■ REQUIRED WORK: Copy each line below in which the word "found" occurs.

::::::::

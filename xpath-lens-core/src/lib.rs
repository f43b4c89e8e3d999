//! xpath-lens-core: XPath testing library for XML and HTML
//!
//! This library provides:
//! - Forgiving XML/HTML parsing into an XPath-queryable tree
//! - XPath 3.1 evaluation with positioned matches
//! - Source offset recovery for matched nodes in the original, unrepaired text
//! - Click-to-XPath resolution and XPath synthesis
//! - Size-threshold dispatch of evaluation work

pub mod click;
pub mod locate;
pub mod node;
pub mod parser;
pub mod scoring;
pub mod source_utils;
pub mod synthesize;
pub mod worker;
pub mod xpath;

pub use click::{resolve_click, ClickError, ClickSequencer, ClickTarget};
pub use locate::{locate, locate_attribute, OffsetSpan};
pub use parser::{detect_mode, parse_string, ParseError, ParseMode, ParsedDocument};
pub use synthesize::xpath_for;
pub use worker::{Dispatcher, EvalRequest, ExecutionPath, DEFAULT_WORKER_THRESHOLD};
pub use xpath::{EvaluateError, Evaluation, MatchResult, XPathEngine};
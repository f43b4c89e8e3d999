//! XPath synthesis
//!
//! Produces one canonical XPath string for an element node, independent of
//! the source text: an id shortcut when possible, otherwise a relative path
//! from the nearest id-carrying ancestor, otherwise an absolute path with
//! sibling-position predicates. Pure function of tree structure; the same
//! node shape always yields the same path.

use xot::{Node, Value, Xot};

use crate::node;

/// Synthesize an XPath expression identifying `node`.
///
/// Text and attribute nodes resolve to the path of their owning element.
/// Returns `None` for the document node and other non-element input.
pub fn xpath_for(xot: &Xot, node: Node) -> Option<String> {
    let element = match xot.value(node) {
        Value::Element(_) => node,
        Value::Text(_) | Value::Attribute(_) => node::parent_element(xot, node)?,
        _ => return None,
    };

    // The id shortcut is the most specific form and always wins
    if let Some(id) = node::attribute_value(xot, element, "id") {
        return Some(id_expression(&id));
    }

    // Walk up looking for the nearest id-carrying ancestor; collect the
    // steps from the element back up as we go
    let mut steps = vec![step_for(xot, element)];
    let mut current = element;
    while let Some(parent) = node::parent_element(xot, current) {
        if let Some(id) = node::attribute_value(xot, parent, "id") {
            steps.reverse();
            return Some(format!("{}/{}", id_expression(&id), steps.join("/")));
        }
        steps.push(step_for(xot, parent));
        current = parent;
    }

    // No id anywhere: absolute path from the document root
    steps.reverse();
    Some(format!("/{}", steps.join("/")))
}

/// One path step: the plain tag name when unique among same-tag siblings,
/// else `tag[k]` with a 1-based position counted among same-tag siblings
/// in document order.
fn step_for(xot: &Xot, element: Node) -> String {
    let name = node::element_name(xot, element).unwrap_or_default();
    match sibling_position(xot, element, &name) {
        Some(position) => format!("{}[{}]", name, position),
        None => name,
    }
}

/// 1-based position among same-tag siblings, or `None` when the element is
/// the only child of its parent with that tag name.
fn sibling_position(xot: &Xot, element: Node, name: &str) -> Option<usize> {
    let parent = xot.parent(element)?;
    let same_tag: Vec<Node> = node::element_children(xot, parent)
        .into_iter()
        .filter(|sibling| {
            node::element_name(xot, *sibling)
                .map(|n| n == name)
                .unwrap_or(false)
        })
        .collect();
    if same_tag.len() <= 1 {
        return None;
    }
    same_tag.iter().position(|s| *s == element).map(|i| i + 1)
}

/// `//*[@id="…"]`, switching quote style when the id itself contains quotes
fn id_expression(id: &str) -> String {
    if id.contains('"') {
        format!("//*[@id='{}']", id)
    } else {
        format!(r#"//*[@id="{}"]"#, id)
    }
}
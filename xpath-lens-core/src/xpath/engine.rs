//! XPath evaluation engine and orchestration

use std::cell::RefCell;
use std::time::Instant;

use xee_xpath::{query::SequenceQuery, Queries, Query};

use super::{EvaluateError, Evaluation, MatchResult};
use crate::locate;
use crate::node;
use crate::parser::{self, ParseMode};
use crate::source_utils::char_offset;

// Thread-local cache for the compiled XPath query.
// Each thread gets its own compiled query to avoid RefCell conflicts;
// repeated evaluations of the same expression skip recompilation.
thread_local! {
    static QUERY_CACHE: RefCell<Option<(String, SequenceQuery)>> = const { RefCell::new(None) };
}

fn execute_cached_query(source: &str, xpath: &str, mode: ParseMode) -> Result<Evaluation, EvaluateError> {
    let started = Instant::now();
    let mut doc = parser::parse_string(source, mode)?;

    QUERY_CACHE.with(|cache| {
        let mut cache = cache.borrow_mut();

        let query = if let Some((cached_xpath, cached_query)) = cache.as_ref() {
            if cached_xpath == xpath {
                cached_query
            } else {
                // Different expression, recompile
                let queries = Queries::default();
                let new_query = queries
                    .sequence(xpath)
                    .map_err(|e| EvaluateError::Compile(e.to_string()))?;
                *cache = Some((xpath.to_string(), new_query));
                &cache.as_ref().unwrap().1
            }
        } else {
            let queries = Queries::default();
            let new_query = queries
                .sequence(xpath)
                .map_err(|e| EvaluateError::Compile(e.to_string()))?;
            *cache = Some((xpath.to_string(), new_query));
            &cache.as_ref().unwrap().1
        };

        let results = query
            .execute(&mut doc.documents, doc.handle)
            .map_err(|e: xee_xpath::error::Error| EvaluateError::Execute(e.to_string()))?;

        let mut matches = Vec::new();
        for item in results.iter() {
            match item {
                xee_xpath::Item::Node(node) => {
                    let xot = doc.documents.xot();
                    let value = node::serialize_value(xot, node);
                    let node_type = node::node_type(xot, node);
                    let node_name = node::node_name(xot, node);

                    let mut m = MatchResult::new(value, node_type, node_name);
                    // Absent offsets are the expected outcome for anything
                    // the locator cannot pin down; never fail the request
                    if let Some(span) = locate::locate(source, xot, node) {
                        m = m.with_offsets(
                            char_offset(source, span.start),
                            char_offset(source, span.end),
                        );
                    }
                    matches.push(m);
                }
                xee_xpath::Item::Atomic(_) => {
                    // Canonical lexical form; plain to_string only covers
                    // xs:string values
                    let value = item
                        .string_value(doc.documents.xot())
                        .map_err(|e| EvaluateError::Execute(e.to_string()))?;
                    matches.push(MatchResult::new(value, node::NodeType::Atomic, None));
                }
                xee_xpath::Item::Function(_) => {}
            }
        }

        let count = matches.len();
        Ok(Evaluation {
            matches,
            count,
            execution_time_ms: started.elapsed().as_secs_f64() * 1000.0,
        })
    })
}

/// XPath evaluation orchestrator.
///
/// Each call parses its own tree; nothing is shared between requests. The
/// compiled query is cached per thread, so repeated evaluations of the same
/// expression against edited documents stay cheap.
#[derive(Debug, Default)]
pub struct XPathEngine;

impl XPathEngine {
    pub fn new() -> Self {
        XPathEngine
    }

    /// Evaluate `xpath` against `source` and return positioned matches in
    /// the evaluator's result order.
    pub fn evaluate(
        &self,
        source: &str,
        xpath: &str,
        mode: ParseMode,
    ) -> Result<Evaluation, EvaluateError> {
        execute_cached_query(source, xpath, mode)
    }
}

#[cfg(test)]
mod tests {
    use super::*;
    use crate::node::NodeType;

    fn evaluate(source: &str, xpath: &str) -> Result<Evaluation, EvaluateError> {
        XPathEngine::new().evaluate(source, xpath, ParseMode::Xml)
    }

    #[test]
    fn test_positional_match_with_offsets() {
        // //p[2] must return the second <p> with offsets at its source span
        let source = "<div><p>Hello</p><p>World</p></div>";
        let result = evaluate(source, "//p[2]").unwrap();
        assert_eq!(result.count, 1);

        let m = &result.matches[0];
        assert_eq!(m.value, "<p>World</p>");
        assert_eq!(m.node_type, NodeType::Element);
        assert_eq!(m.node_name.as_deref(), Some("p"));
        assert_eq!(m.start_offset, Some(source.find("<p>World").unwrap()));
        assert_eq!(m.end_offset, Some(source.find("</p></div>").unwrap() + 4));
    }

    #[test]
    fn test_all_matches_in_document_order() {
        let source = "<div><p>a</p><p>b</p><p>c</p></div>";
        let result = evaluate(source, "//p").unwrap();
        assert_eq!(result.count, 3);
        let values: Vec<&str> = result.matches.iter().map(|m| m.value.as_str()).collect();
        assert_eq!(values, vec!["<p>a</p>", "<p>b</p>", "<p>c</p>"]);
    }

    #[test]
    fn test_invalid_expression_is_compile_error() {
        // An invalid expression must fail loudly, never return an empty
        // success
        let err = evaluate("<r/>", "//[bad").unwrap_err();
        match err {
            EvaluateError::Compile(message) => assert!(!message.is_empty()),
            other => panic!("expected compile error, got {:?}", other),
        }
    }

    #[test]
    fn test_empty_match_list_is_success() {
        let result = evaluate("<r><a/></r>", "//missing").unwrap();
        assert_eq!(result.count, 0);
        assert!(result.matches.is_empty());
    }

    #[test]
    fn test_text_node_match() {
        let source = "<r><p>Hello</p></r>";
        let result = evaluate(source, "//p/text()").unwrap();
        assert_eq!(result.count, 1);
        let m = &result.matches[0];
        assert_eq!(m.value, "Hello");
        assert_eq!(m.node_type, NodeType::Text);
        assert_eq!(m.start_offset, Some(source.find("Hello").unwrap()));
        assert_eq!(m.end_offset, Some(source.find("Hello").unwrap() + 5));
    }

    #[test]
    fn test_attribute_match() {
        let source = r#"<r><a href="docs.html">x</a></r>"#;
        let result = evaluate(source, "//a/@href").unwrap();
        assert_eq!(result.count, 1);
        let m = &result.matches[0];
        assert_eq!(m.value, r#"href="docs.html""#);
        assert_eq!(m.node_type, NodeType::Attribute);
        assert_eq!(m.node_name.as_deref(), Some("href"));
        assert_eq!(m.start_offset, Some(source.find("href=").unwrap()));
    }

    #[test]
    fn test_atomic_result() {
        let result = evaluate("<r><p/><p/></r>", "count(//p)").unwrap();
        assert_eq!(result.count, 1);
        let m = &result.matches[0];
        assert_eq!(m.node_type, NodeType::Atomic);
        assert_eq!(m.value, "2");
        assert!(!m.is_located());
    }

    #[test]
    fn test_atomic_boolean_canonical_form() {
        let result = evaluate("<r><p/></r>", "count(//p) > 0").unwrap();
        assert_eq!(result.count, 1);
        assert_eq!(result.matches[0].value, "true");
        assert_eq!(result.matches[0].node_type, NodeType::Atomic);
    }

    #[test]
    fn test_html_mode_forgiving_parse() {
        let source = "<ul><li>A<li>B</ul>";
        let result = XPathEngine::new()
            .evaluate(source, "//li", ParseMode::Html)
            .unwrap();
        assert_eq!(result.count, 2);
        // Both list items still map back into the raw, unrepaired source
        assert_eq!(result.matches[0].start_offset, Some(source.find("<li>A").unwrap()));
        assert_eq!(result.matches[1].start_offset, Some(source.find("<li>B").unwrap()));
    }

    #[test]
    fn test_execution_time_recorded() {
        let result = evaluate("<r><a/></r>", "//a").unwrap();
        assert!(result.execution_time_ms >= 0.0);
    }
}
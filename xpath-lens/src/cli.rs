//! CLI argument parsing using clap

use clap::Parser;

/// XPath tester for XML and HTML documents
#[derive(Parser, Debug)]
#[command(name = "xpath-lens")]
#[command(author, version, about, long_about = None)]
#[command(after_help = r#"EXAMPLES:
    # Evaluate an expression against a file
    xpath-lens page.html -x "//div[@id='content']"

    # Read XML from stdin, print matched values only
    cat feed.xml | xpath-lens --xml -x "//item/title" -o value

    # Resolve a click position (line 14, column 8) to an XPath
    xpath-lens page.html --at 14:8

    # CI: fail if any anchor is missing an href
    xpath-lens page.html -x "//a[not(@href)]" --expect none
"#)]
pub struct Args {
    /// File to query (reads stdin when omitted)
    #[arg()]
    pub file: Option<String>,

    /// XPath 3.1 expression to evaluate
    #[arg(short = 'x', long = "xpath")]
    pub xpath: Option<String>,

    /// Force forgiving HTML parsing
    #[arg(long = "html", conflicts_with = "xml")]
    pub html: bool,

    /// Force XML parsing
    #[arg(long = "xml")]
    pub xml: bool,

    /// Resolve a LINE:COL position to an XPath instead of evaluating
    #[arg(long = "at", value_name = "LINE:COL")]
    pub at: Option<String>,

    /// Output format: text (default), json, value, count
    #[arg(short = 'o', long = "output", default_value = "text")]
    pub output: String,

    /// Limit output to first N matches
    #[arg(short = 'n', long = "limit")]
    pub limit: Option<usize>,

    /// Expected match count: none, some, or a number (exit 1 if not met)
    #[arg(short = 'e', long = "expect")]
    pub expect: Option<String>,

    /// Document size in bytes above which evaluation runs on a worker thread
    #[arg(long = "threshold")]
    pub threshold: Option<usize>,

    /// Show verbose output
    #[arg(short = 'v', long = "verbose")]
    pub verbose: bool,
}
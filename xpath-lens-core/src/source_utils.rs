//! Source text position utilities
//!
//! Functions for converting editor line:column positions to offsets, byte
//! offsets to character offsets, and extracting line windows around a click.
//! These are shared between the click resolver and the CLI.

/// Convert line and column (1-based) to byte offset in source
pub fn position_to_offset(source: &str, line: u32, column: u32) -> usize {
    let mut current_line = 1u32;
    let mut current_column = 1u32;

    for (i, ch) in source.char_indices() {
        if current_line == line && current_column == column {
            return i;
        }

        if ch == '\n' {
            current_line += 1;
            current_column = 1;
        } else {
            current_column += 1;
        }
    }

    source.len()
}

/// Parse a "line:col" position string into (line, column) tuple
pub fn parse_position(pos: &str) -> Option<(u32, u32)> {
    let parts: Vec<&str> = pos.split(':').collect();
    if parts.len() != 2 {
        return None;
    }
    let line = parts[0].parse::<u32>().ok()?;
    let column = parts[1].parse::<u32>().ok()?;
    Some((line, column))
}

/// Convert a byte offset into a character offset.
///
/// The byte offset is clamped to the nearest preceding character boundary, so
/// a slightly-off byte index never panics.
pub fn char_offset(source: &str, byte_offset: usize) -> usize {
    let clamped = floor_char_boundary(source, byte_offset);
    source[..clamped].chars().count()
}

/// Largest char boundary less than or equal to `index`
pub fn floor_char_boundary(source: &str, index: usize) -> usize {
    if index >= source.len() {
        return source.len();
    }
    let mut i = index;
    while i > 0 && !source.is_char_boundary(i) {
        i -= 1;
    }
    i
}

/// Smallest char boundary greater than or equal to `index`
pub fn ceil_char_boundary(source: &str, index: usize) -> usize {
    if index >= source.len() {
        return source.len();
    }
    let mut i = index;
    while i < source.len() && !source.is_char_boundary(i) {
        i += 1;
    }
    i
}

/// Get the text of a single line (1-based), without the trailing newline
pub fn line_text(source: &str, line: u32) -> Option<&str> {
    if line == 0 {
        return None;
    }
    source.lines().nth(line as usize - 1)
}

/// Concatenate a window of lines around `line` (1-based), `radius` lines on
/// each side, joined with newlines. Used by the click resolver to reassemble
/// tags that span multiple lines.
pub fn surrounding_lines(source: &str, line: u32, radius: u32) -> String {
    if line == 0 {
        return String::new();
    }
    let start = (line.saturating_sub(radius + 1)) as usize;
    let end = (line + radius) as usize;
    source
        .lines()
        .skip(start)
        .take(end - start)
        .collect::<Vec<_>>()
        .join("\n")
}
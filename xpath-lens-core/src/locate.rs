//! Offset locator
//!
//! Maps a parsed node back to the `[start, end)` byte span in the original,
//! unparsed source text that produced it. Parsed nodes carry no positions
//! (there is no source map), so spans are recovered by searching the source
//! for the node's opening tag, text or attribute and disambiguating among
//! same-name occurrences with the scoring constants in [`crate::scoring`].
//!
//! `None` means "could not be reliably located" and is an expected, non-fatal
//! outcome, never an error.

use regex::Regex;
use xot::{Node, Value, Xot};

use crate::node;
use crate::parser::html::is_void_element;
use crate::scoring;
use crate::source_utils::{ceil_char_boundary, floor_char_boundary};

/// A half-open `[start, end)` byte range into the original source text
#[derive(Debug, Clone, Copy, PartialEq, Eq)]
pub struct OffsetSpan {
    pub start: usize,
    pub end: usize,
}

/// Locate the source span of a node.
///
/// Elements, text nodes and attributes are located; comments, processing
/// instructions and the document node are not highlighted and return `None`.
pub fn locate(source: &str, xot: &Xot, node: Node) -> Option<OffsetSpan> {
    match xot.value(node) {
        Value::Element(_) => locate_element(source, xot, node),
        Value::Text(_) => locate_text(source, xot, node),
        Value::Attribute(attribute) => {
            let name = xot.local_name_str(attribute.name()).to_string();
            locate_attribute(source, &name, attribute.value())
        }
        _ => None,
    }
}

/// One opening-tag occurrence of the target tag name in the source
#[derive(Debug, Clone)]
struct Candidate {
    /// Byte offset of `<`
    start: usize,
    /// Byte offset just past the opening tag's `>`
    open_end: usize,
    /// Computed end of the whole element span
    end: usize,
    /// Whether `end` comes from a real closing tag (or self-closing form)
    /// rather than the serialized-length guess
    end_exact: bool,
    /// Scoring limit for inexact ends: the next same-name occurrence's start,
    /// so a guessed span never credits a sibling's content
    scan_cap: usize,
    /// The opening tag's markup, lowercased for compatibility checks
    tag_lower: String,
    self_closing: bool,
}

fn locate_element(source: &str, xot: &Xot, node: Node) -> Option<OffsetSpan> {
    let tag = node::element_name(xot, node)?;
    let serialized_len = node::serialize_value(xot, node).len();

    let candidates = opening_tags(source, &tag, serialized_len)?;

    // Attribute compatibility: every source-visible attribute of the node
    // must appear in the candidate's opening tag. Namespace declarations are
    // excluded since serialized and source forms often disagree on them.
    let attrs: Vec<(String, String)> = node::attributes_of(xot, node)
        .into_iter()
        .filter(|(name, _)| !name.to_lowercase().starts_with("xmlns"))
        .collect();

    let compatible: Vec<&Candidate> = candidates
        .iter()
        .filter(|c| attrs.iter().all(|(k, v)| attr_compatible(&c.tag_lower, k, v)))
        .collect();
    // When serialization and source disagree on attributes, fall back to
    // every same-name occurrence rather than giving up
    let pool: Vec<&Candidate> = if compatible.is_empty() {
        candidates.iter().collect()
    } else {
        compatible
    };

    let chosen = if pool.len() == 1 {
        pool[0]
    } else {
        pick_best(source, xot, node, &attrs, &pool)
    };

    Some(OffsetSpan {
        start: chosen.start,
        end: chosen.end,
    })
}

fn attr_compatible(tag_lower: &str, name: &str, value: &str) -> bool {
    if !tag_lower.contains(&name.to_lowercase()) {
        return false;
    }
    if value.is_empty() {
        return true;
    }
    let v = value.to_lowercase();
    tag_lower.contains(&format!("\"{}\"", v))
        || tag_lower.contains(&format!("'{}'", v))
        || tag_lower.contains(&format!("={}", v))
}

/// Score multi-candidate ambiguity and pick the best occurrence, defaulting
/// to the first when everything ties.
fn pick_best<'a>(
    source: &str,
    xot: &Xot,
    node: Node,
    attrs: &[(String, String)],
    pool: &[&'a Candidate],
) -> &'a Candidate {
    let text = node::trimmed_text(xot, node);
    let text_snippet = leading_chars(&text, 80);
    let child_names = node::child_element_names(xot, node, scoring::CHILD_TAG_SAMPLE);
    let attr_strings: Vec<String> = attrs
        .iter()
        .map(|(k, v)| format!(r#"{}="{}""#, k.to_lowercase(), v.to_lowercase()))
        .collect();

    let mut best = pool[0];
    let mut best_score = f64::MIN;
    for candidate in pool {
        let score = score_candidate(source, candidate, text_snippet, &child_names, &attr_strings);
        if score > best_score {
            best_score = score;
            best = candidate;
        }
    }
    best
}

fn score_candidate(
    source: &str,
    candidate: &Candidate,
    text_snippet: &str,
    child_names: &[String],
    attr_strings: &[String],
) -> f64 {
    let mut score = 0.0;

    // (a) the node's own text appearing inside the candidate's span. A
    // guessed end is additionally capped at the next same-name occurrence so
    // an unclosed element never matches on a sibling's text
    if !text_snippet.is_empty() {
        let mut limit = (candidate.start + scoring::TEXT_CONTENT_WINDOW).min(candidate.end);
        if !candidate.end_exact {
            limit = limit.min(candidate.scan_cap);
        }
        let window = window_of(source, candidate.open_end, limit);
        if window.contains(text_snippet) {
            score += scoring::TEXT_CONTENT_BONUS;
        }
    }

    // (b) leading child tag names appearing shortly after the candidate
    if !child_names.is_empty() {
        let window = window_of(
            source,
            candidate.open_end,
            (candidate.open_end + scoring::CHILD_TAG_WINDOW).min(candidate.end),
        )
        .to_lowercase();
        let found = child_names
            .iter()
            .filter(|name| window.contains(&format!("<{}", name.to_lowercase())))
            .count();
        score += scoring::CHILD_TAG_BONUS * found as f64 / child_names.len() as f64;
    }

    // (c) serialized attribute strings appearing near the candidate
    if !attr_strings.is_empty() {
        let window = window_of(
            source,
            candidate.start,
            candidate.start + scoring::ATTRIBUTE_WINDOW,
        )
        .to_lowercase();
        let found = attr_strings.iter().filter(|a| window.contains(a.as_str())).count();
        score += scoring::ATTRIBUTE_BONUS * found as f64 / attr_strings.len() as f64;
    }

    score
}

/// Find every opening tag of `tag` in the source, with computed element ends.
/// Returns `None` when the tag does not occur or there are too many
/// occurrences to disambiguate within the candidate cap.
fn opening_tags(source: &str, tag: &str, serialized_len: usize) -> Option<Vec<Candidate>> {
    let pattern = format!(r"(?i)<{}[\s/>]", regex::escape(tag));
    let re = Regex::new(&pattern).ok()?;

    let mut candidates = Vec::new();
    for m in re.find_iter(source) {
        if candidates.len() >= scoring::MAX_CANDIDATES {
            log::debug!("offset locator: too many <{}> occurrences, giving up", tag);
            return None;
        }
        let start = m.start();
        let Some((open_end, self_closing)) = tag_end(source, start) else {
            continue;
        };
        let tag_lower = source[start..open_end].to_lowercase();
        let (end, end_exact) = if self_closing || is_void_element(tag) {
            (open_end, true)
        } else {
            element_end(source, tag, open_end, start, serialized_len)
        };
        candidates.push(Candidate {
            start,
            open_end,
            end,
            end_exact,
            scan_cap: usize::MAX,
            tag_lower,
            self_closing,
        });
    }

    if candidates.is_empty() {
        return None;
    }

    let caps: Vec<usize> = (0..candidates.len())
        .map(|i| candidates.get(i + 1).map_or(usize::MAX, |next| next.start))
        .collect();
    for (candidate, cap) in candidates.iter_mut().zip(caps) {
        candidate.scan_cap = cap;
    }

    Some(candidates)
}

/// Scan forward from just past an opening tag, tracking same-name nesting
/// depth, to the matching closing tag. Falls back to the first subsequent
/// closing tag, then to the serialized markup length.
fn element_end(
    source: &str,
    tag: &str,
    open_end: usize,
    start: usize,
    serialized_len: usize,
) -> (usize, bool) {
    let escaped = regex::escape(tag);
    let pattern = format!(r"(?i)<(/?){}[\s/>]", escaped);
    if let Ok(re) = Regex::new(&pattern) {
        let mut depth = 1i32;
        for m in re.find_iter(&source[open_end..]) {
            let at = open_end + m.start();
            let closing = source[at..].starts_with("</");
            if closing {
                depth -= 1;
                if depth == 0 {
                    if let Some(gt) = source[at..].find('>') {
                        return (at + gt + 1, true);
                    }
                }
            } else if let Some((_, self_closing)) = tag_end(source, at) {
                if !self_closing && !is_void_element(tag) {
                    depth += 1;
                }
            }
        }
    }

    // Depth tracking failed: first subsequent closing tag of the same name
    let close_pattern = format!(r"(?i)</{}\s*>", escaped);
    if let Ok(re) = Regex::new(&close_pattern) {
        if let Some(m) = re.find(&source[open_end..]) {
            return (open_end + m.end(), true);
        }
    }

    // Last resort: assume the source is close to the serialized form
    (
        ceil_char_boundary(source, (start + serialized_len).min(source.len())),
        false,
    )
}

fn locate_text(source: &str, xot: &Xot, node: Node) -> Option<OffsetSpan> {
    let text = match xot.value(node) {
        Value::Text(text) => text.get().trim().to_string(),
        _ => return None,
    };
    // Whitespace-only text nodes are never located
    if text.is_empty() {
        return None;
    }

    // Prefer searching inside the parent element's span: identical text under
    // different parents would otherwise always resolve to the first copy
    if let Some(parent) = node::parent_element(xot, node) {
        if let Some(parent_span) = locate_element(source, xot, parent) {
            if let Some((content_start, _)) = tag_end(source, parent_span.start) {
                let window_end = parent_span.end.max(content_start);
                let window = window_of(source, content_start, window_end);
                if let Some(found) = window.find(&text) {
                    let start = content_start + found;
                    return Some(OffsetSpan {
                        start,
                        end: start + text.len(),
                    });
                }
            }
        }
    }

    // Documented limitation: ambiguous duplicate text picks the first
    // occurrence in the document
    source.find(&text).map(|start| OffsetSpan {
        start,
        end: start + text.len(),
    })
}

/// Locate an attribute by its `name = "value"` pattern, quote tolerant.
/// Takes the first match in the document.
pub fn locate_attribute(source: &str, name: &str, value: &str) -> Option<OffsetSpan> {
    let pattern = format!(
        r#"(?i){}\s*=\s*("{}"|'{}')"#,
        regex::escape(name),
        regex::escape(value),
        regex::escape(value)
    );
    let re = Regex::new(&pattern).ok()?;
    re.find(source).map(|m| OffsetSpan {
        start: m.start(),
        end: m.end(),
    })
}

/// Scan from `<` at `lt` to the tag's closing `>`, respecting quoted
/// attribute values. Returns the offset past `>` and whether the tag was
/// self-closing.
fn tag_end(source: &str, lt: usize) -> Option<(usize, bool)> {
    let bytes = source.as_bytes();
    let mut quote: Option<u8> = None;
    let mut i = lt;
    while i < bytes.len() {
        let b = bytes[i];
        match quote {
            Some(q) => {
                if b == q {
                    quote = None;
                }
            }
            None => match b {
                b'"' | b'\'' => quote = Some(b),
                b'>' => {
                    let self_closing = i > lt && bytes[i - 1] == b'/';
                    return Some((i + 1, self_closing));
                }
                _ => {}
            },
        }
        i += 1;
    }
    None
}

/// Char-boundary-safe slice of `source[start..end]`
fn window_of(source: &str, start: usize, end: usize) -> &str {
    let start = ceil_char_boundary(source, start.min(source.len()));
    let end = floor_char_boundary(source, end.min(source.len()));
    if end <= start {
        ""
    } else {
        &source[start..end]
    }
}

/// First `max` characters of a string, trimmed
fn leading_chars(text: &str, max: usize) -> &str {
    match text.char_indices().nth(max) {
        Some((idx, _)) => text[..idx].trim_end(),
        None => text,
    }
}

::::::::

■ RESULT OF THE TASK:
        let found = child_names
        score += scoring::CHILD_TAG_BONUS * found as f64 / child_names.len() as f64;
        let found = attr_strings.iter().filter(|a| window.contains(a.as_str())).count();
        score += scoring::ATTRIBUTE_BONUS * found as f64 / attr_strings.len() as f64;
                if let Some(found) = window.find(&text) {
                    let start = content_start + found;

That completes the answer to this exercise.